(Records contained in a dataset)

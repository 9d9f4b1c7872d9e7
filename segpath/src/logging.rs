//! Logging infrastructure for segpath.
//!
//! User-facing diagnostics go through [`Logger`], a small stderr writer with
//! three verbosity levels. The library itself logs through the `log` facade;
//! [`Logger::install`] routes those records through the same writer so they
//! show up at the verbose level.

use std::env;
use std::fmt;

/// Environment variable consulted by [`init_logger`].
pub const LOG_MODE_ENV: &str = "SEGPATH_LOG_MODE";

/// Logging level for controlling output verbosity.
///
/// Log levels are ordered from least verbose (Quiet) to most verbose (Verbose).
///
/// # Examples
///
/// ```
/// use segpath::LogLevel;
///
/// assert!(LogLevel::Quiet < LogLevel::Normal);
/// assert!(LogLevel::Normal < LogLevel::Verbose);
/// ```
#[derive(Debug, Clone, Copy, PartialEq, Eq, PartialOrd, Ord)]
pub enum LogLevel {
    /// Suppress all non-essential output.
    Quiet,
    /// Errors and warnings.
    Normal,
    /// Errors, warnings, info, and debug messages.
    Verbose,
}

impl fmt::Display for LogLevel {
    fn fmt(&self, f: &mut fmt::Formatter<'_>) -> fmt::Result {
        match self {
            Self::Quiet => write!(f, "quiet"),
            Self::Normal => write!(f, "normal"),
            Self::Verbose => write!(f, "verbose"),
        }
    }
}

impl LogLevel {
    /// Parses a log level from a string.
    ///
    /// Recognizes: "quiet", "normal", "verbose" (case-insensitive).
    ///
    /// # Errors
    ///
    /// Returns an error if the string is not recognized.
    ///
    /// # Examples
    ///
    /// ```
    /// use segpath::LogLevel;
    ///
    /// assert_eq!(LogLevel::parse("quiet").unwrap(), LogLevel::Quiet);
    /// assert_eq!(LogLevel::parse("VERBOSE").unwrap(), LogLevel::Verbose);
    /// assert!(LogLevel::parse("invalid").is_err());
    /// ```
    pub fn parse(s: &str) -> Result<Self, String> {
        match s.to_lowercase().as_str() {
            "quiet" => Ok(Self::Quiet),
            "normal" => Ok(Self::Normal),
            "verbose" => Ok(Self::Verbose),
            _ => Err(format!("invalid log level: {s}")),
        }
    }

    /// The most detailed `log` level forwarded at this verbosity.
    #[must_use]
    pub const fn max_level_filter(self) -> log::LevelFilter {
        match self {
            Self::Quiet => log::LevelFilter::Off,
            Self::Normal => log::LevelFilter::Warn,
            Self::Verbose => log::LevelFilter::Debug,
        }
    }
}

/// A simple stderr-based logger.
///
/// Messages below the configured level are dropped.
///
/// # Examples
///
/// ```
/// use segpath::{LogLevel, Logger};
///
/// let logger = Logger::new(LogLevel::Normal);
/// logger.error("cannot resolve path");
/// logger.info("not printed (requires Verbose)");
/// ```
#[derive(Debug, Clone, Copy)]
pub struct Logger {
    level: LogLevel,
}

impl Logger {
    /// Creates a new logger with the specified log level.
    #[must_use]
    pub const fn new(level: LogLevel) -> Self {
        Self { level }
    }

    /// Returns the current log level.
    #[must_use]
    pub const fn level(&self) -> LogLevel {
        self.level
    }

    /// Logs an error message. Suppressed only at Quiet.
    pub fn error(&self, message: &str) {
        if self.level >= LogLevel::Normal {
            eprintln!("ERROR: {message}");
        }
    }

    /// Logs a warning message. Suppressed only at Quiet.
    pub fn warn(&self, message: &str) {
        if self.level >= LogLevel::Normal {
            eprintln!("WARN: {message}");
        }
    }

    /// Logs an informational message at Verbose.
    pub fn info(&self, message: &str) {
        if self.level >= LogLevel::Verbose {
            eprintln!("INFO: {message}");
        }
    }

    /// Logs a debug message at Verbose.
    ///
    /// # Examples
    ///
    /// ```
    /// use segpath::{LogLevel, Logger};
    ///
    /// let logger = Logger::new(LogLevel::Verbose);
    /// logger.debug("resolved 3 segment(s) to 'a/b'");
    /// ```
    pub fn debug(&self, message: &str) {
        if self.level >= LogLevel::Verbose {
            eprintln!("DEBUG: {message}");
        }
    }

    /// Register this logger as the global `log` backend.
    ///
    /// Only the first call in a process takes effect; later calls are
    /// ignored and return `false`.
    pub fn install(self) -> bool {
        let boxed: Box<dyn log::Log> = Box::new(self);
        if log::set_boxed_logger(boxed).is_err() {
            return false;
        }
        log::set_max_level(self.level.max_level_filter());
        true
    }
}

impl Default for Logger {
    fn default() -> Self {
        Self::new(LogLevel::Normal)
    }
}

impl log::Log for Logger {
    fn enabled(&self, metadata: &log::Metadata<'_>) -> bool {
        metadata.level() <= self.level.max_level_filter()
    }

    fn log(&self, record: &log::Record<'_>) {
        if !self.enabled(record.metadata()) {
            return;
        }

        let message = record.args().to_string();
        match record.level() {
            log::Level::Error => self.error(&message),
            log::Level::Warn => self.warn(&message),
            log::Level::Info => self.info(&message),
            log::Level::Debug | log::Level::Trace => self.debug(&message),
        }
    }

    fn flush(&self) {}
}

/// Initializes a logger based on environment variables and CLI flags.
///
/// The priority order is:
/// 1. CLI flags (verbose/quiet)
/// 2. `SEGPATH_LOG_MODE` environment variable
/// 3. Default (Normal)
///
/// If both `verbose` and `quiet` are true, `verbose` takes precedence.
///
/// # Examples
///
/// ```
/// use segpath::{init_logger, LogLevel};
///
/// assert_eq!(init_logger(true, false).level(), LogLevel::Verbose);
/// assert_eq!(init_logger(false, true).level(), LogLevel::Quiet);
/// ```
#[must_use]
pub fn init_logger(verbose: bool, quiet: bool) -> Logger {
    if verbose {
        return Logger::new(LogLevel::Verbose);
    }
    if quiet {
        return Logger::new(LogLevel::Quiet);
    }

    if let Ok(env_value) = env::var(LOG_MODE_ENV) {
        if let Ok(level) = LogLevel::parse(&env_value) {
            return Logger::new(level);
        }
    }

    Logger::new(LogLevel::Normal)
}

#[cfg(test)]
mod tests {
    use super::*;
    use log::Log;
    use serial_test::serial;

    /// Run `f` with the log mode variable set (or cleared), restoring it after.
    fn with_log_mode<F: FnOnce()>(value: Option<&str>, f: F) {
        let saved = env::var(LOG_MODE_ENV).ok();
        match value {
            Some(v) => env::set_var(LOG_MODE_ENV, v),
            None => env::remove_var(LOG_MODE_ENV),
        }

        f();

        match saved {
            Some(v) => env::set_var(LOG_MODE_ENV, v),
            None => env::remove_var(LOG_MODE_ENV),
        }
    }

    #[test]
    fn test_log_level_display() {
        assert_eq!(LogLevel::Quiet.to_string(), "quiet");
        assert_eq!(LogLevel::Normal.to_string(), "normal");
        assert_eq!(LogLevel::Verbose.to_string(), "verbose");
    }

    #[test]
    fn test_log_level_parse() {
        assert_eq!(LogLevel::parse("Normal").unwrap(), LogLevel::Normal);
        assert_eq!(LogLevel::parse("QUIET").unwrap(), LogLevel::Quiet);
        assert!(LogLevel::parse("").is_err());
        assert!(LogLevel::parse("loud").is_err());
    }

    #[test]
    fn test_max_level_filter() {
        assert_eq!(LogLevel::Quiet.max_level_filter(), log::LevelFilter::Off);
        assert_eq!(LogLevel::Normal.max_level_filter(), log::LevelFilter::Warn);
        assert_eq!(LogLevel::Verbose.max_level_filter(), log::LevelFilter::Debug);
    }

    #[test]
    fn test_facade_enabled_follows_level() {
        let warn = log::MetadataBuilder::new().level(log::Level::Warn).build();
        let debug = log::MetadataBuilder::new().level(log::Level::Debug).build();
        let trace = log::MetadataBuilder::new().level(log::Level::Trace).build();

        let normal = Logger::new(LogLevel::Normal);
        assert!(normal.enabled(&warn));
        assert!(!normal.enabled(&debug));

        let verbose = Logger::new(LogLevel::Verbose);
        assert!(verbose.enabled(&debug));
        assert!(!verbose.enabled(&trace));

        assert!(!Logger::new(LogLevel::Quiet).enabled(&warn));
    }

    #[test]
    fn test_logger_default() {
        assert_eq!(Logger::default().level(), LogLevel::Normal);
    }

    #[test]
    #[serial]
    fn test_init_logger_defaults() {
        with_log_mode(None, || {
            assert_eq!(init_logger(false, false).level(), LogLevel::Normal);
        });
    }

    #[test]
    fn test_init_logger_verbose_takes_precedence() {
        assert_eq!(init_logger(true, true).level(), LogLevel::Verbose);
    }

    #[test]
    #[serial]
    fn test_init_logger_from_env() {
        with_log_mode(Some("verbose"), || {
            assert_eq!(init_logger(false, false).level(), LogLevel::Verbose);
        });
        with_log_mode(Some("quiet"), || {
            assert_eq!(init_logger(false, false).level(), LogLevel::Quiet);
        });
    }

    #[test]
    #[serial]
    fn test_init_logger_env_invalid_fallback() {
        with_log_mode(Some("invalid"), || {
            assert_eq!(init_logger(false, false).level(), LogLevel::Normal);
        });
    }

    #[test]
    #[serial]
    fn test_init_logger_cli_overrides_env() {
        with_log_mode(Some("quiet"), || {
            assert_eq!(init_logger(true, false).level(), LogLevel::Verbose);
        });
    }
}
//! Path relationship checking.
//!
//! This module determines how two canonical paths relate to each other, such
//! as whether one is an ancestor or descendant of the other. Comparison is
//! component-wise, so `a/bc` is not beneath `a/b`.

use super::types::ResolvedPath;

/// Relationship between two paths.
///
/// # Examples
///
/// ```
/// use segpath::path::{resolve, Relationship};
///
/// let parent = resolve(["home/user"]).unwrap();
/// let child = resolve(["home/user/project"]).unwrap();
///
/// assert_eq!(Relationship::between(&parent, &child), Relationship::Ancestor);
/// ```
#[derive(Debug, Clone, Copy, PartialEq, Eq, Hash)]
pub enum Relationship {
    /// The first path is an ancestor of the second.
    Ancestor,

    /// The first path is a descendant of the second.
    Descendant,

    /// The paths resolve to the same components.
    Same,

    /// Neither path is beneath the other.
    Unrelated,
}

impl Relationship {
    /// Determine the relationship between two paths.
    ///
    /// # Examples
    ///
    /// ```
    /// use segpath::path::{resolve, Relationship};
    ///
    /// let a = resolve(["a"]).unwrap();
    /// let ab = resolve(["a/b"]).unwrap();
    /// let b = resolve(["b"]).unwrap();
    ///
    /// assert_eq!(Relationship::between(&a, &ab), Relationship::Ancestor);
    /// assert_eq!(Relationship::between(&ab, &a), Relationship::Descendant);
    /// assert_eq!(Relationship::between(&a, &a), Relationship::Same);
    /// assert_eq!(Relationship::between(&a, &b), Relationship::Unrelated);
    /// ```
    #[must_use]
    pub fn between(path1: &ResolvedPath, path2: &ResolvedPath) -> Self {
        if path1 == path2 {
            return Self::Same;
        }

        if path2.starts_with(path1) {
            return Self::Ancestor;
        }

        if path1.starts_with(path2) {
            return Self::Descendant;
        }

        Self::Unrelated
    }

    /// Check if the relationship is hierarchical (not unrelated).
    ///
    /// # Examples
    ///
    /// ```
    /// use segpath::path::Relationship;
    ///
    /// assert!(Relationship::Ancestor.is_hierarchical());
    /// assert!(!Relationship::Unrelated.is_hierarchical());
    /// ```
    #[must_use]
    pub fn is_hierarchical(&self) -> bool {
        matches!(self, Self::Ancestor | Self::Descendant | Self::Same)
    }

    /// Check if a path is within a directory (descendant or same).
    #[must_use]
    pub fn is_within(path: &ResolvedPath, directory: &ResolvedPath) -> bool {
        matches!(
            Self::between(path, directory),
            Self::Descendant | Self::Same
        )
    }

    /// Check if a path contains another path (ancestor or same).
    #[must_use]
    pub fn contains(path: &ResolvedPath, other: &ResolvedPath) -> bool {
        matches!(Self::between(path, other), Self::Ancestor | Self::Same)
    }

    /// Get a human-readable description of the relationship.
    ///
    /// # Examples
    ///
    /// ```
    /// use segpath::path::{resolve, Relationship};
    ///
    /// let p1 = resolve(["a"]).unwrap();
    /// let p2 = resolve(["a/b"]).unwrap();
    ///
    /// let desc = Relationship::Ancestor.description(&p1, &p2);
    /// assert_eq!(desc, "a is an ancestor of a/b");
    /// ```
    #[must_use]
    pub fn description(&self, path1: &ResolvedPath, path2: &ResolvedPath) -> String {
        match self {
            Self::Ancestor => format!("{path1} is an ancestor of {path2}"),
            Self::Descendant => format!("{path1} is a descendant of {path2}"),
            Self::Same => format!("{path1} and {path2} are the same path"),
            Self::Unrelated => format!("{path1} and {path2} are unrelated paths"),
        }
    }

    /// Short lowercase name, used for machine-readable output.
    #[must_use]
    pub fn as_str(&self) -> &'static str {
        match self {
            Self::Ancestor => "ancestor",
            Self::Descendant => "descendant",
            Self::Same => "same",
            Self::Unrelated => "unrelated",
        }
    }
}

:: EXERCISE BRIEF ::
In the records above, locate each line with the word "writer". Copy all such lines.

:: RESPONSE TO THIS TASK ::
//! User-facing diagnostics go through [`Logger`], a small stderr writer with
//! [`Logger::install`] routes those records through the same writer so they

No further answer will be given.